Legisladores exigen que la fiscal general Pam Bondi declare bajo juramento tras calificar de “insuficiente” la entrega de documentos.
Washington, D.C.– Una sesión informativa a puerta cerrada en el Capitolio terminó en confrontación este miércoles, cuando legisladores demócratas abandonaron abruptamente la reunión con los líderes del Departamento de Justicia (DOJ). El grupo, encabezado por figuras como el representante Maxwell Frost, denunció que la fiscal general Pam Bondi y el subfiscal Todd Blanche no están siendo transparentes sobre el manejo de millones de archivos relacionados con la red de tráfico sexual de Jeffrey Epstein, advirtiendo que forzarán a Bondi a testificar bajo juramento el próximo 14 de abril.
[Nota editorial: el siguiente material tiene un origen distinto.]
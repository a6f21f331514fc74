use std::path::PathBuf;

use thiserror::Error;

/// Fatal errors that abort the mux of one image/video pair.
#[derive(Error, Debug)]
pub enum MuxError {
    #[error("IO error: {0}")]
    Io(#[from] std::io::Error),

    #[error("{kind} doesn't exist: {}", path.display())]
    MissingInput { kind: &'static str, path: PathBuf },

    #[error("Output directory doesn't exist, please create it: {}", .0.display())]
    MissingOutputDirectory(PathBuf),

    #[error("Output directory cannot be a file: {}", .0.display())]
    OutputDirectoryIsFile(PathBuf),

    #[error("Conflicting options: {0}")]
    ConflictingOptions(&'static str),

    #[error("Missing option: {0}")]
    MissingOption(&'static str),

    /// The external metadata tool failed or returned unusable output.
    #[error("Metadata tool error: {0}")]
    Tool(String),

    /// A trailer length or offset does not fit its 32-bit field.
    #[error("Trailer field overflow: {0} bytes does not fit in 32 bits")]
    TrailerTooLarge(u64),

    /// `MotionPhoto_Data` is managed by the trailer itself.
    #[error("Tag {0} is reserved and cannot be set directly")]
    ReservedTag(&'static str),
}

/// Convenience Result type for mux operations.
pub type MuxResult<T> = Result<T, MuxError>;
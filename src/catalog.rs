use std::fmt;

/// Number of catalog entries.
pub const CATALOG_LEN: usize = 7;

#[derive(Debug, Clone, Copy, PartialEq, Eq, Hash)]
pub enum SamsungTag {
    ImageUtcData,
    MccData,
    CameraCaptureModeInfo,
    MotionPhotoData,
    MotionPhotoVersion,
    MotionPhotoAutoPlay,
    ColorDisplayP3,
}

impl SamsungTag {
    /// All tags in canonical serialization order.
    pub const ALL: [SamsungTag; CATALOG_LEN] = [
        SamsungTag::ImageUtcData,
        SamsungTag::MccData,
        SamsungTag::CameraCaptureModeInfo,
        SamsungTag::MotionPhotoData,
        SamsungTag::MotionPhotoVersion,
        SamsungTag::MotionPhotoAutoPlay,
        SamsungTag::ColorDisplayP3,
    ];

    /// Human-readable name written after the identifier.
    pub fn name(self) -> &'static str {
        match self {
            SamsungTag::ImageUtcData => "Image_UTC_Data",
            SamsungTag::MccData => "MCC_Data",
            SamsungTag::CameraCaptureModeInfo => "Camera_Capture_Mode_Info",
            SamsungTag::MotionPhotoData => "MotionPhoto_Data",
            SamsungTag::MotionPhotoVersion => "MotionPhoto_Version",
            SamsungTag::MotionPhotoAutoPlay => "MotionPhoto_AutoPlay",
            SamsungTag::ColorDisplayP3 => "Color_Display_P3",
        }
    }

    /// 4-byte binary identifier, as it appears on disk.
    pub fn id(self) -> [u8; 4] {
        match self {
            SamsungTag::ImageUtcData => [0x00, 0x00, 0x01, 0x0a],
            SamsungTag::MccData => [0x00, 0x00, 0xa1, 0x0a],
            SamsungTag::CameraCaptureModeInfo => [0x00, 0x00, 0x61, 0x0c],
            SamsungTag::MotionPhotoData => [0x00, 0x00, 0x30, 0x0a],
            SamsungTag::MotionPhotoVersion => [0x00, 0x00, 0x31, 0x0a],
            SamsungTag::MotionPhotoAutoPlay => [0x00, 0x00, 0x3b, 0x0a],
            SamsungTag::ColorDisplayP3 => [0x00, 0x00, 0xc1, 0x0c],
        }
    }

    /// Position in the catalog.
    pub fn index(self) -> usize {
        self as usize
    }

    pub fn from_name(name: &str) -> Option<SamsungTag> {
        Self::ALL.iter().copied().find(|tag| tag.name() == name)
    }

    pub fn from_id(id: [u8; 4]) -> Option<SamsungTag> {
        Self::ALL.iter().copied().find(|tag| tag.id() == id)
    }

    /// Size of the record header: identifier, name length and name.
    pub fn header_len(self) -> usize {
        4 + 4 + self.name().len()
    }
}

impl fmt::Display for SamsungTag {
    fn fmt(&self, f: &mut fmt::Formatter<'_>) -> fmt::Result {
        f.write_str(self.name())
    }
}

/// The catalog as `(name, id)` pairs in canonical order.
pub fn canonical_order() -> [(&'static str, [u8; 4]); CATALOG_LEN] {
    SamsungTag::ALL.map(|tag| (tag.name(), tag.id()))
}
//! Fuse a still image and a short video into a Google/Samsung Motion Photo.

pub mod batch;
pub mod catalog;
pub mod cli;
pub mod directory;
pub mod error;
pub mod exiftool;
pub mod extract;
pub mod keyframe;
pub mod media;
pub mod muxer;
pub mod paths;
pub mod tool;
pub mod trailer;

pub use error::{MuxError, MuxResult};
pub use muxer::{MuxOptions, MuxReport, Muxer};
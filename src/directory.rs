//! XMP Motion Photo directory.
//!
//! Viewers locate the embedded video through a GCamera container directory:
//! two `Container:Item` records, one per semantic, whose `Length`/`Padding`
//! describe where each resource sits in the file. The directory is modelled
//! as typed records and only turned into XML by [`MotionPhotoDirectory::serialize`].
//! Pre-existing XMP from the source image is merged in as verbatim fragments.

use quick_xml::events::attributes::AttrError;
use quick_xml::events::{BytesEnd, BytesStart, BytesText, Event};
use quick_xml::name::{Namespace, ResolveResult};
use quick_xml::{NsReader, Writer};
use thiserror::Error;
use tracing::{info, warn};

use crate::error::MuxResult;

pub const X_NS: &str = "adobe:ns:meta/";
pub const RDF_NS: &str = "http://www.w3.org/1999/02/22-rdf-syntax-ns#";
pub const GCAMERA_NS: &str = "http://ns.google.com/photos/1.0/camera/";
pub const CONTAINER_NS: &str = "http://ns.google.com/photos/1.0/container/";
pub const ITEM_NS: &str = "http://ns.google.com/photos/1.0/container/item/";

const XMP_TOOLKIT: &str = "Adobe XMP Core 5.1.0-jc003";

/// Namespaces the directory itself is written with.
const OWN_NAMESPACES: [(&str, &str); 3] = [
    ("xmlns:GCamera", GCAMERA_NS),
    ("xmlns:Container", CONTAINER_NS),
    ("xmlns:Item", ITEM_NS),
];

/// Namespaces declared by the enclosing `x:xmpmeta` and `rdf:RDF` elements.
const ENCLOSING_NAMESPACES: [(&str, &str); 2] = [("xmlns:x", X_NS), ("xmlns:rdf", RDF_NS)];

/// Role of a directory item.
#[derive(Debug, Clone, Copy, PartialEq, Eq, Hash)]
pub enum Semantic {
    Primary,
    MotionPhoto,
}

impl Semantic {
    pub fn as_str(self) -> &'static str {
        match self {
            Semantic::Primary => "Primary",
            Semantic::MotionPhoto => "MotionPhoto",
        }
    }
}

#[derive(Debug, Clone, PartialEq, Eq)]
pub struct Item {
    mime: String,
    semantic: Semantic,
    length: u64,
    padding: u64,
}

impl Item {
    fn new(mime: &str, semantic: Semantic) -> Self {
        Self {
            mime: mime.to_string(),
            semantic,
            length: 0,
            padding: 0,
        }
    }

    pub fn mime(&self) -> &str {
        &self.mime
    }

    pub fn semantic(&self) -> Semantic {
        self.semantic
    }

    pub fn length(&self) -> u64 {
        self.length
    }

    pub fn padding(&self) -> u64 {
        self.padding
    }
}

/// A mutable item field with its new value.
#[derive(Debug, Clone, PartialEq, Eq)]
pub enum ItemField {
    Mime(String),
    Length(u64),
    Padding(u64),
}

#[derive(Debug, Clone, PartialEq, Eq)]
pub struct MotionPhotoDirectory {
    motion_photo: i64,
    motion_photo_version: i64,
    presentation_timestamp_us: i64,
    items: [Item; 2],
    /// Extra `xmlns:*` declarations carried over from merged XMP.
    namespaces: Vec<(String, String)>,
    /// Qualified name and value of every other `Description` attribute.
    attributes: Vec<(String, String)>,
    /// Verbatim child elements copied from merged XMP.
    children: Vec<String>,
}

impl Default for MotionPhotoDirectory {
    fn default() -> Self {
        Self::from_template()
    }
}

impl MotionPhotoDirectory {
    pub fn from_template() -> Self {
        Self {
            motion_photo: 1,
            motion_photo_version: 1,
            presentation_timestamp_us: -1,
            items: [
                Item::new("image/heic", Semantic::Primary),
                Item::new("video/quicktime", Semantic::MotionPhoto),
            ],
            namespaces: Vec::new(),
            attributes: vec![("rdf:about".to_string(), String::new())],
            children: Vec::new(),
        }
    }

    pub fn items(&self) -> &[Item] {
        &self.items
    }

    pub fn item(&self, semantic: Semantic) -> Option<&Item> {
        self.items.iter().find(|item| item.semantic == semantic)
    }

    pub fn presentation_timestamp_us(&self) -> i64 {
        self.presentation_timestamp_us
    }

    pub fn set_presentation_timestamp_us(&mut self, timestamp_us: i64) {
        self.presentation_timestamp_us = timestamp_us;
    }

    pub fn attribute(&self, name: &str) -> Option<&str> {
        self.attributes
            .iter()
            .find(|(key, _)| key == name)
            .map(|(_, value)| value.as_str())
    }

    pub fn children(&self) -> &[String] {
        &self.children
    }

    /// Update one field of the item with the given semantic.
    pub fn set_item(&mut self, semantic: Semantic, field: ItemField) {
        let item = match self.items.iter_mut().find(|item| item.semantic == semantic) {
            Some(item) => item,
            None => {
                warn!("No directory item with semantic {}", semantic.as_str());
                return;
            }
        };
        match field {
            ItemField::Mime(mime) => item.mime = mime,
            ItemField::Length(length) => item.length = length,
            ItemField::Padding(padding) => item.padding = padding,
        }
    }

    pub fn set_primary_mime(&mut self, mime: &str) {
        self.set_item(Semantic::Primary, ItemField::Mime(mime.to_string()));
    }

    pub fn set_motion_mime(&mut self, mime: &str) {
        self.set_item(Semantic::MotionPhoto, ItemField::Mime(mime.to_string()));
    }

    /// Merge the top-level description of `source` into this directory.
    ///
    /// Child elements other than the container directory are copied
    /// verbatim and every attribute is copied over, replacing ours on
    /// collision. Returns `false` and leaves the directory untouched when
    /// the source cannot be parsed.
    pub fn merge_external(&mut self, source: &str) -> bool {
        let external = match parse_external(source) {
            Ok(external) => external,
            Err(e) => {
                info!("Could not copy metadata from the source XMP: {}", e);
                return false;
            }
        };

        for (declaration, uri) in external.namespaces {
            let declared = OWN_NAMESPACES
                .iter()
                .chain(ENCLOSING_NAMESPACES.iter())
                .find(|(d, _)| *d == declaration);
            if let Some((_, own)) = declared {
                if *own != uri {
                    warn!("XMP metadata - ignoring conflicting {}=\"{}\"", declaration, uri);
                }
                continue;
            }
            upsert(&mut self.namespaces, declaration, uri);
        }

        for attribute in external.attributes {
            info!("XMP metadata - copying attribute {}", attribute.name);
            if attribute.namespace.as_deref() == Some(GCAMERA_NS)
                && self.set_camera_attribute(&attribute.local, &attribute.value)
            {
                continue;
            }
            upsert(&mut self.attributes, attribute.name, attribute.value);
        }

        for child in external.children {
            info!("XMP metadata - copying {}", element_name(&child));
            self.children.push(child);
        }
        true
    }

    fn set_camera_attribute(&mut self, local: &str, value: &str) -> bool {
        let field = match local {
            "MotionPhoto" => &mut self.motion_photo,
            "MotionPhotoVersion" => &mut self.motion_photo_version,
            "MotionPhotoPresentationTimestampUs" => &mut self.presentation_timestamp_us,
            _ => return false,
        };
        match value.trim().parse() {
            Ok(parsed) => *field = parsed,
            Err(_) => warn!("XMP metadata - ignoring GCamera:{}=\"{}\"", local, value),
        }
        true
    }

    /// Serialize as an indented `x:xmpmeta` document.
    pub fn serialize(&self) -> MuxResult<Vec<u8>> {
        let mut writer = Writer::new_with_indent(Vec::new(), b' ', 2);

        let mut meta = BytesStart::new("x:xmpmeta");
        meta.push_attribute(("xmlns:x", X_NS));
        meta.push_attribute(("x:xmptk", XMP_TOOLKIT));
        writer.write_event(Event::Start(meta))?;

        let mut rdf = BytesStart::new("rdf:RDF");
        rdf.push_attribute(("xmlns:rdf", RDF_NS));
        writer.write_event(Event::Start(rdf))?;

        let mut description = BytesStart::new("rdf:Description");
        for (name, value) in &self.attributes {
            description.push_attribute((name.as_str(), value.as_str()));
        }
        for (declaration, uri) in OWN_NAMESPACES {
            description.push_attribute((declaration, uri));
        }
        for (declaration, uri) in &self.namespaces {
            description.push_attribute((declaration.as_str(), uri.as_str()));
        }
        let motion_photo = self.motion_photo.to_string();
        let version = self.motion_photo_version.to_string();
        let timestamp = self.presentation_timestamp_us.to_string();
        description.push_attribute(("GCamera:MotionPhoto", motion_photo.as_str()));
        description.push_attribute(("GCamera:MotionPhotoVersion", version.as_str()));
        description.push_attribute((
            "GCamera:MotionPhotoPresentationTimestampUs",
            timestamp.as_str(),
        ));
        writer.write_event(Event::Start(description))?;

        writer.write_event(Event::Start(BytesStart::new("Container:Directory")))?;
        writer.write_event(Event::Start(BytesStart::new("rdf:Seq")))?;
        for item in &self.items {
            let mut li = BytesStart::new("rdf:li");
            li.push_attribute(("rdf:parseType", "Resource"));
            writer.write_event(Event::Start(li))?;

            let length = item.length.to_string();
            let padding = item.padding.to_string();
            let mut record = BytesStart::new("Container:Item");
            record.push_attribute(("Item:Mime", item.mime.as_str()));
            record.push_attribute(("Item:Semantic", item.semantic.as_str()));
            record.push_attribute(("Item:Length", length.as_str()));
            record.push_attribute(("Item:Padding", padding.as_str()));
            writer.write_event(Event::Empty(record))?;

            writer.write_event(Event::End(BytesEnd::new("rdf:li")))?;
        }
        writer.write_event(Event::End(BytesEnd::new("rdf:Seq")))?;
        writer.write_event(Event::End(BytesEnd::new("Container:Directory")))?;

        for child in &self.children {
            writer.write_event(Event::Text(BytesText::from_escaped(child.as_str())))?;
        }

        writer.write_event(Event::End(BytesEnd::new("rdf:Description")))?;
        writer.write_event(Event::End(BytesEnd::new("rdf:RDF")))?;
        writer.write_event(Event::End(BytesEnd::new("x:xmpmeta")))?;

        let mut bytes = writer.into_inner();
        bytes.push(b'\n');
        Ok(bytes)
    }
}

fn upsert(entries: &mut Vec<(String, String)>, key: String, value: String) {
    match entries.iter_mut().find(|(k, _)| *k == key) {
        Some(entry) => entry.1 = value,
        None => entries.push((key, value)),
    }
}

/// Qualified name of the first element in a fragment, for logging.
fn element_name(fragment: &str) -> &str {
    fragment
        .trim_start()
        .trim_start_matches('<')
        .split(|c: char| c.is_whitespace() || c == '>' || c == '/')
        .next()
        .unwrap_or_default()
}

#[derive(Error, Debug)]
pub enum MergeError {
    #[error("{0}")]
    Xml(#[from] quick_xml::Error),

    #[error("{0}")]
    Attribute(#[from] AttrError),

    #[error("no rdf:Description found")]
    NoDescription,

    #[error("document ends inside rdf:Description")]
    Truncated,
}

#[derive(Debug)]
struct ExternalAttribute {
    name: String,
    namespace: Option<String>,
    local: String,
    value: String,
}

#[derive(Debug, Default)]
struct ExternalDescription {
    namespaces: Vec<(String, String)>,
    attributes: Vec<ExternalAttribute>,
    children: Vec<String>,
}

fn bound_to(ns: &ResolveResult<'_>, uri: &str) -> bool {
    matches!(ns, ResolveResult::Bound(Namespace(n)) if *n == uri.as_bytes())
}

fn declarations(e: &BytesStart<'_>, out: &mut Vec<(String, String)>) -> Result<(), MergeError> {
    for attr in e.attributes() {
        let attr = attr?;
        if attr.key.as_namespace_binding().is_some() {
            let declaration = String::from_utf8_lossy(attr.key.as_ref()).into_owned();
            let uri = attr.unescape_value()?.into_owned();
            upsert(out, declaration, uri);
        }
    }
    Ok(())
}

fn description_attributes(
    reader: &NsReader<&[u8]>,
    e: &BytesStart<'_>,
) -> Result<Vec<ExternalAttribute>, MergeError> {
    let mut attributes = Vec::new();
    for attr in e.attributes() {
        let attr = attr?;
        if attr.key.as_namespace_binding().is_some() {
            continue;
        }
        let (ns, local) = reader.resolve_attribute(attr.key);
        let namespace = match ns {
            ResolveResult::Bound(Namespace(uri)) => Some(String::from_utf8_lossy(uri).into_owned()),
            _ => None,
        };
        attributes.push(ExternalAttribute {
            name: String::from_utf8_lossy(attr.key.as_ref()).into_owned(),
            namespace,
            local: String::from_utf8_lossy(local.as_ref()).into_owned(),
            value: attr.unescape_value()?.into_owned(),
        });
    }
    Ok(attributes)
}

/// Collect the child elements of the description whose start tag was just
/// read, skipping the container directory.
fn description_children(reader: &mut NsReader<&[u8]>, xml: &str) -> Result<Vec<String>, MergeError> {
    let mut children = Vec::new();
    loop {
        let start = reader.buffer_position() as usize;
        let (ns, event) = reader.read_resolved_event()?;
        let in_container = bound_to(&ns, CONTAINER_NS);
        let (skip, end) = match event {
            Event::Start(e) => {
                let skip = in_container && e.local_name().as_ref() == b"Directory";
                reader.read_to_end(e.name())?;
                (skip, reader.buffer_position() as usize)
            }
            Event::Empty(e) => (
                in_container && e.local_name().as_ref() == b"Directory",
                reader.buffer_position() as usize,
            ),
            Event::End(_) => return Ok(children),
            Event::Eof => return Err(MergeError::Truncated),
            _ => continue,
        };
        if !skip {
            let fragment = xml.get(start..end).ok_or(MergeError::Truncated)?;
            children.push(fragment.to_string());
        }
    }
}

/// Parse the first `rdf:Description` of an XMP packet. Nothing is applied
/// until the whole description has been read.
fn parse_external(xml: &str) -> Result<ExternalDescription, MergeError> {
    let mut reader = NsReader::from_str(xml);
    let mut namespaces = Vec::new();
    loop {
        let (ns, event) = reader.read_resolved_event()?;
        let in_rdf = bound_to(&ns, RDF_NS);
        match event {
            Event::Start(e) => {
                declarations(&e, &mut namespaces)?;
                if in_rdf && e.local_name().as_ref() == b"Description" {
                    let attributes = description_attributes(&reader, &e)?;
                    let children = description_children(&mut reader, xml)?;
                    return Ok(ExternalDescription {
                        namespaces,
                        attributes,
                        children,
                    });
                }
            }
            Event::Empty(e) if in_rdf && e.local_name().as_ref() == b"Description" => {
                declarations(&e, &mut namespaces)?;
                let attributes = description_attributes(&reader, &e)?;
                return Ok(ExternalDescription {
                    namespaces,
                    attributes,
                    children: Vec::new(),
                });
            }
            Event::Eof => return Err(MergeError::NoDescription),
            _ => {}
        }
    }
}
La tensión surge tras la implementación de la Ley de Transparencia de los Archivos de Epstein, que obliga al gobierno a abrir los registros del financista y de Ghislaine Maxwell. Aunque el DOJ asegura haber liberado más de 3 millones de páginas, 2,000 videos y 180,000 imágenes, los legisladores critican las “redacciones arbitrarias” que, según ellos, protegen a figuras de alto perfil mientras exponen detalles íntimos de las víctimas. Por su parte, el presidente del comité, el republicano James Comer, acusó a los demócratas de realizar un “espectáculo político”, a pesar de que cinco republicanos se unieron a la oposición para apoyar el citatorio contra Bondi.

El Departamento de Justicia ha calificado el citatorio como “completamente innecesario”, insistiendo en que no existe un esfuerzo por blindar al presidente Donald Trump —quien afirma haber roto lazos con Epstein hace años— ni a otros personajes cercanos. Mientras Todd Blanche defiende que el departamento está persiguiendo a todos los perpetradores posibles, los demócratas mantienen su postura de desconfianza: “La queremos bajo juramento porque no confiamos en ella”, sentenció Frost a su salida del recinto.